We also support church leaders to represent grassroots voices to advocate for peace and lay the groundwork for long-term reconciliation.
Our work also involves engaging with staff and partners, so they are better equipped to understand and respond to psychosocial needs.
Through our distinct Participatory Vulnerability and Capacity Assessment (PVCA) approach, that exposes and addresses hidden, visible and invisible power dynamics, communities are able to analyse, prevent and respond to health nutrition related risks through integrated and gender responsive approaches.
Women are empowered and are able to exercise control over health and nutrition decision-making for themselves and their households.
Our programme also uses lessons learnt to contribute to organisational learning and best practice in health programming in challenging contexts.

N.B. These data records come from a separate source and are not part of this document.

//! Autenticação dos lotes: hash salgado do segredo compartilhado.
//!
//! `auth = hex(sha256(salt_utf8 || segredo))`. Não é HMAC; é uma comparação
//! de hash com salt novo por requisição. O salt tem 20 letras maiúsculas.

use rand::Rng;
use sha2::{Digest, Sha256};

/// Tamanho do salt gerado pelo cliente.
pub const SALT_LEN: usize = 20;

/// Falhas de autenticação (sempre 403 no servidor).
#[derive(Debug, thiserror::Error)]
pub enum AuthError {
    #[error("Nenhuma credencial no payload")]
    Missing,

    #[error("Digest não é hexadecimal válido: {0}")]
    MalformedDigest(#[from] hex::FromHexError),

    #[error("Digest não confere")]
    DigestMismatch,

    #[error("Senha em texto puro não confere")]
    PasswordMismatch,
}

/// Gera um salt novo de [`SALT_LEN`] letras `A`–`Z`.
pub fn generate_salt<R: Rng + ?Sized>(rng: &mut R) -> String {
    (0..SALT_LEN)
        .map(|_| char::from(rng.gen_range(b'A'..=b'Z')))
        .collect()
}

/// Salt novo a partir do gerador da thread.
pub fn fresh_salt() -> String {
    generate_salt(&mut rand::thread_rng())
}

/// `sha256(salt || segredo)` em bytes.
pub fn digest_bytes(salt: &str, secret: &[u8]) -> [u8; 32] {
    let mut hasher = Sha256::new();
    hasher.update(salt.as_bytes());
    hasher.update(secret);
    hasher.finalize().into()
}

/// Digest em hexadecimal minúsculo, como vai no campo `auth`.
pub fn compute_digest(salt: &str, secret: &[u8]) -> String {
    hex::encode(digest_bytes(salt, secret))
}

/// Credenciais extraídas de um payload recebido.
#[derive(Debug, Clone, PartialEq, Eq)]
pub enum Credentials {
    /// Esquema atual: salt + digest.
    Salted { salt: String, auth: String },
    /// Esquema legado: senha em texto puro.
    Cleartext(String),
}

impl Credentials {
    /// Verifica as credenciais contra o segredo configurado no servidor.
    pub fn verify(&self, secret: &str) -> Result<(), AuthError> {
        match self {
            Credentials::Salted { salt, auth } => {
                let actual = hex::decode(auth)?;
                let expected = digest_bytes(salt, secret.as_bytes());
                if constant_time_eq(&expected, &actual) {
                    Ok(())
                } else {
                    Err(AuthError::DigestMismatch)
                }
            }
            Credentials::Cleartext(password) => {
                if constant_time_eq(password.as_bytes(), secret.as_bytes()) {
                    Ok(())
                } else {
                    Err(AuthError::PasswordMismatch)
                }
            }
        }
    }
}

fn constant_time_eq(a: &[u8], b: &[u8]) -> bool {
    if a.len() != b.len() {
        return false;
    }
    a.iter().zip(b).fold(0u8, |acc, (x, y)| acc | (x ^ y)) == 0
}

Our programme delivers and champions a gender transformative and inclusive programming approach across all thematic areas, addressing gender inequalities and issues of equity and social norms and ensuring inclusion of vulnerable groups and communities in South Sudan.
We will do this in a way that is targeted, sustainable, and transformative and ‘leaves no one behind’.f
Christian Aid South Sudan is based in Juba.
We also draw on the expertise of colleagues from other Christian Aid teams across Africa and the world, including staff at Christian Aid’s UK headquarters and Christian Aid Ireland, as well as INGO networks in South Sudan and beyond.